::: EXTRACTED RECORDS
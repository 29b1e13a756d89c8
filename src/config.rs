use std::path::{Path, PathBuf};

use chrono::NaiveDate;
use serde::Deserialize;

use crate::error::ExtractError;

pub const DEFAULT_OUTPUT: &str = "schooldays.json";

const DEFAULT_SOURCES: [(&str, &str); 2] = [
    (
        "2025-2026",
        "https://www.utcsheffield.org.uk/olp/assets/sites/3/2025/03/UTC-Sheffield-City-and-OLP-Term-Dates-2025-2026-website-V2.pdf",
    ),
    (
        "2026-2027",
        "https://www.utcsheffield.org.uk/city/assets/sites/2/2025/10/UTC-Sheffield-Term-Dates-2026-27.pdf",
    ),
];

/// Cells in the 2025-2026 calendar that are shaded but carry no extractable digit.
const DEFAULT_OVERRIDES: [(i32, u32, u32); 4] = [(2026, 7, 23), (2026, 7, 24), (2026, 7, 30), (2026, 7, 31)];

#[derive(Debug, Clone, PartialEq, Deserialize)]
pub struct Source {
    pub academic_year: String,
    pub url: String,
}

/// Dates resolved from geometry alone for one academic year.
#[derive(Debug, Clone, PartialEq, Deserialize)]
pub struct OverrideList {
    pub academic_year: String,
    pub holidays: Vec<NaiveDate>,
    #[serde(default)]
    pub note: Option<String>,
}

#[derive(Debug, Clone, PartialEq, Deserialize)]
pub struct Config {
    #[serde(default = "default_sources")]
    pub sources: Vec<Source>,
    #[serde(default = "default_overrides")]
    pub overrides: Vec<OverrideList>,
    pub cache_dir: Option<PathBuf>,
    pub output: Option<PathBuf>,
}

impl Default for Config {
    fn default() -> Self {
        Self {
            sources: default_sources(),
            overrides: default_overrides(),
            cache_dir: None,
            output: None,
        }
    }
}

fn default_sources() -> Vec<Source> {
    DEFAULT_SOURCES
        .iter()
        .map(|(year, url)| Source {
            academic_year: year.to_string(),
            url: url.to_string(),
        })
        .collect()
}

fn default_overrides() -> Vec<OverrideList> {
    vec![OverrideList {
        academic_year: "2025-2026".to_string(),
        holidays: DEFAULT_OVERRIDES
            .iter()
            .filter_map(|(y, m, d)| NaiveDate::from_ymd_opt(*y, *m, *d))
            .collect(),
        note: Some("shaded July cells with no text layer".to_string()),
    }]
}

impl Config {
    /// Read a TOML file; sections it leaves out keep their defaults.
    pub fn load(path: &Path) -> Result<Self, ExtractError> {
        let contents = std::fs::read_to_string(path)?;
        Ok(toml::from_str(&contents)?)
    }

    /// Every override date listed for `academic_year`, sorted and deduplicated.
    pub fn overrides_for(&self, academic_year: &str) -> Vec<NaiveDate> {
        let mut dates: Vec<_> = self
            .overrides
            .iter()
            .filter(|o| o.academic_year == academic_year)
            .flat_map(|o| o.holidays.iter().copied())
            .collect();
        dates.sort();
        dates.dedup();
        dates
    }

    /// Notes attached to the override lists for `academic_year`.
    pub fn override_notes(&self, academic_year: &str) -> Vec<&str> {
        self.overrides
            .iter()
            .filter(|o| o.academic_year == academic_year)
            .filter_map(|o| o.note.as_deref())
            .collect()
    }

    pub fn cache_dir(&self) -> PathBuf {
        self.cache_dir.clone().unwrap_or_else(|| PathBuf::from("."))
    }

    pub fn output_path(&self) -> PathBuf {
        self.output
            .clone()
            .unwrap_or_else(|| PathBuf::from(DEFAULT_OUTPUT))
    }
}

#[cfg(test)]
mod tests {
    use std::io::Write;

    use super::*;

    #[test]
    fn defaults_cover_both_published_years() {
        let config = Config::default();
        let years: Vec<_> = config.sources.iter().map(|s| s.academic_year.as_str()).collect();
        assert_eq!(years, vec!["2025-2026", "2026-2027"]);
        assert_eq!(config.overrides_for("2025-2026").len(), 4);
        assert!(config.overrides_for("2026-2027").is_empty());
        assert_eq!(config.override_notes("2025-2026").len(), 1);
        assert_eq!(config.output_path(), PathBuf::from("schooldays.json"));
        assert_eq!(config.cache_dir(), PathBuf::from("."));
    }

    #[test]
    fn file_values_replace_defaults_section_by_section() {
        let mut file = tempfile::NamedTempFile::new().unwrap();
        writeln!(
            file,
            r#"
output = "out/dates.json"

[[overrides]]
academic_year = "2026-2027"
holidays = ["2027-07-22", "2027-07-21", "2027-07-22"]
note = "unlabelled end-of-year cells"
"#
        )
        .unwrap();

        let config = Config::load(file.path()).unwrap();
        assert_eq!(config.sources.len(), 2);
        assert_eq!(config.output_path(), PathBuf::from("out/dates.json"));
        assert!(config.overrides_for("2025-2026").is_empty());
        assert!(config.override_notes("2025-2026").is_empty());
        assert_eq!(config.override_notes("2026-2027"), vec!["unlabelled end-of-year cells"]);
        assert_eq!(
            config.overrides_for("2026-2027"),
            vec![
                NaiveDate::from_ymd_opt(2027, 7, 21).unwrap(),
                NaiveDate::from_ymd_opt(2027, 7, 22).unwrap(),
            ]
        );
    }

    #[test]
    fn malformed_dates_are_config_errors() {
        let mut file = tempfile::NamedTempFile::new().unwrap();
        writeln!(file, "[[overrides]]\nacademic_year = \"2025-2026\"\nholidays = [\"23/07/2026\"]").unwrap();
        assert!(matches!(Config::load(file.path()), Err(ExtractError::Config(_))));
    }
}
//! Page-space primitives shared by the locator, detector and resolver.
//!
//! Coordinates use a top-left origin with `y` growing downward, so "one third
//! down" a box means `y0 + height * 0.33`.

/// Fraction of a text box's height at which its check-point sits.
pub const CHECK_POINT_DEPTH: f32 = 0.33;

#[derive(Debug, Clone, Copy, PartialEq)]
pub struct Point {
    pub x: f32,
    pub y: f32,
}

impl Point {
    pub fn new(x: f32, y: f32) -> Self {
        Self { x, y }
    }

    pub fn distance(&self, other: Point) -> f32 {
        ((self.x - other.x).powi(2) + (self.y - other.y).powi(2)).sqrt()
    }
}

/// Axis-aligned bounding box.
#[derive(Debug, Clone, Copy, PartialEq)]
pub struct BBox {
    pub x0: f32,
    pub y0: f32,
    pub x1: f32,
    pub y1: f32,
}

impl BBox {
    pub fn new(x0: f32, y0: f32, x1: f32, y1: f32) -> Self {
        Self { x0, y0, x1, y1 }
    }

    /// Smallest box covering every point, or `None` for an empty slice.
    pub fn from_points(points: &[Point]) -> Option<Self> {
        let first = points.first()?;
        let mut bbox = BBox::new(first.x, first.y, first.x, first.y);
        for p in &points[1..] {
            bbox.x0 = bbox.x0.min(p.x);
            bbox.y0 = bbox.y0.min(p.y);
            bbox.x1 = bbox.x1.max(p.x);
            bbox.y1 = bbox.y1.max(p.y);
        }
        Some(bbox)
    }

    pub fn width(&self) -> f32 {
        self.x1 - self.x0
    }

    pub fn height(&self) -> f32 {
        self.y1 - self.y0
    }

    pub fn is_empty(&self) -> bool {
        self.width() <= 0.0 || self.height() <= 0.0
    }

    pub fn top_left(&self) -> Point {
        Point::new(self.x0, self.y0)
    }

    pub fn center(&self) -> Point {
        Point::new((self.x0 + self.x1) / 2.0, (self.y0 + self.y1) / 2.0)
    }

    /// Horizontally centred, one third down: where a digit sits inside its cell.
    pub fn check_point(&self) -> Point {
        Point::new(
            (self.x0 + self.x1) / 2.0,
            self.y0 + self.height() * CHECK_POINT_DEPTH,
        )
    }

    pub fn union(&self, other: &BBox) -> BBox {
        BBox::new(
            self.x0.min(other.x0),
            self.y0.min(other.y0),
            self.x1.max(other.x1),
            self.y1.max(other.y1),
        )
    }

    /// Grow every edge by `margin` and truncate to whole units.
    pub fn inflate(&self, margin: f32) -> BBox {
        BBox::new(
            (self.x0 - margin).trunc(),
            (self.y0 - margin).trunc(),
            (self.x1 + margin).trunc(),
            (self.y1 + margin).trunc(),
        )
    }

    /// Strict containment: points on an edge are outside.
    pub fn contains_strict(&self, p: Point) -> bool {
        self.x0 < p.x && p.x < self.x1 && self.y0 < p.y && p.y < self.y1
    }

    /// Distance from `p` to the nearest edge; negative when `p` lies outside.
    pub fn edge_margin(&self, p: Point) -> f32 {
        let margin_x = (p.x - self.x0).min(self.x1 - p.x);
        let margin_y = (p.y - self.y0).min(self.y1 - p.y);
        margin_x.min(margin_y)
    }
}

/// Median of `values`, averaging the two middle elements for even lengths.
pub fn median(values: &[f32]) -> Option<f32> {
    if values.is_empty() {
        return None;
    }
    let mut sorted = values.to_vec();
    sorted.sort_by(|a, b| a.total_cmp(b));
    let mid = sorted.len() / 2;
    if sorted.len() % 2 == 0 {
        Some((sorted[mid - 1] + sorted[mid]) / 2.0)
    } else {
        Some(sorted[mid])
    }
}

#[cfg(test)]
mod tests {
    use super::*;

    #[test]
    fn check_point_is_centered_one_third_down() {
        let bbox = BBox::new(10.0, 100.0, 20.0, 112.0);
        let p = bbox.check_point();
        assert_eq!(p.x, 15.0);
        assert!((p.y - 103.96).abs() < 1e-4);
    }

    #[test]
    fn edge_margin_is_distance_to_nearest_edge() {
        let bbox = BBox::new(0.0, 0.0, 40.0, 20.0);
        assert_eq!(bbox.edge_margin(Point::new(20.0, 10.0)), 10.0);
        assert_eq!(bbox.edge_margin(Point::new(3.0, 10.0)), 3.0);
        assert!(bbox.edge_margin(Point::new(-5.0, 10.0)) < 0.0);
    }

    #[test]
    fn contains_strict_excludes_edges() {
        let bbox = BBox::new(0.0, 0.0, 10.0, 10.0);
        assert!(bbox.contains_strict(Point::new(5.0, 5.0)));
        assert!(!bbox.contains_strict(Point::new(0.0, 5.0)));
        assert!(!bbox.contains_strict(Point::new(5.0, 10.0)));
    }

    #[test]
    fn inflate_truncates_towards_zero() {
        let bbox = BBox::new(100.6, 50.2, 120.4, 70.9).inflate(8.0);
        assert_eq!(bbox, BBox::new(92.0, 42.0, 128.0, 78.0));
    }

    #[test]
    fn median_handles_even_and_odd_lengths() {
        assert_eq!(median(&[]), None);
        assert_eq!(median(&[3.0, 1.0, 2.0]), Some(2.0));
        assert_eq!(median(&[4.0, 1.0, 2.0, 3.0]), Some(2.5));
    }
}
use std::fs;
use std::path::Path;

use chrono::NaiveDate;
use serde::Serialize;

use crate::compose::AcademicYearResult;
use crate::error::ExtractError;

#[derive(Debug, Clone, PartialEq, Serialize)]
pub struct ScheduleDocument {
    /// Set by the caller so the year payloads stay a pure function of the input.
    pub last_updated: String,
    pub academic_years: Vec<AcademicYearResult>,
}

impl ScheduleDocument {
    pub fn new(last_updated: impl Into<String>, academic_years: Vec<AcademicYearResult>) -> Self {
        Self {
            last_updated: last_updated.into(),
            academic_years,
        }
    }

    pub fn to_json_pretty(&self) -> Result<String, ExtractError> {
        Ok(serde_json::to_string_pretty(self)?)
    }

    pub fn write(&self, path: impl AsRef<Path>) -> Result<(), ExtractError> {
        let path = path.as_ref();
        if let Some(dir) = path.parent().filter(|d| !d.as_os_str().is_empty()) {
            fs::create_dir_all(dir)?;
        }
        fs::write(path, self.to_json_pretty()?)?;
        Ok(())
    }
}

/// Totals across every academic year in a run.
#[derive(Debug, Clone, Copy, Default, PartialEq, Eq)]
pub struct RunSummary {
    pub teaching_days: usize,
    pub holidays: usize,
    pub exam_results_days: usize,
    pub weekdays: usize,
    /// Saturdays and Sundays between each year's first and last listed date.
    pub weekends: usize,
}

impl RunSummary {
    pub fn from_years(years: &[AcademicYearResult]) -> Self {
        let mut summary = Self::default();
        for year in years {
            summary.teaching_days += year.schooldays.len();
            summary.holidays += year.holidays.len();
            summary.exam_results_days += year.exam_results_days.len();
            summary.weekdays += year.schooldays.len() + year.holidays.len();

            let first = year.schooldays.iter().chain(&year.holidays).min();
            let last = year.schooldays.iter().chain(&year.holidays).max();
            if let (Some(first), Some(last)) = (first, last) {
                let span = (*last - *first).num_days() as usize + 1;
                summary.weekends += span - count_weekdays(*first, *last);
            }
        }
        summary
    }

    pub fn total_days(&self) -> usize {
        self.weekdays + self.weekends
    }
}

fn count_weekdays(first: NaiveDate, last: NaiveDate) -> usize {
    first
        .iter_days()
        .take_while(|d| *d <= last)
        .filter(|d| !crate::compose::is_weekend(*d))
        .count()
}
::::::
• **TASK STATEMENT**: Lines from the top of the entries above to the line that contains "pub const DEFAULT_OUTPUT: &str" should be set down exactly, please, with both ends kept and nothing added.

• **THE ANSWER**:
repository 29b1e13a756d89c8
filename src/config.rs
use std::path::{Path, PathBuf};

use chrono::NaiveDate;
use serde::Deserialize;

use crate::error::ExtractError;

pub const DEFAULT_OUTPUT: &str = "schooldays.json";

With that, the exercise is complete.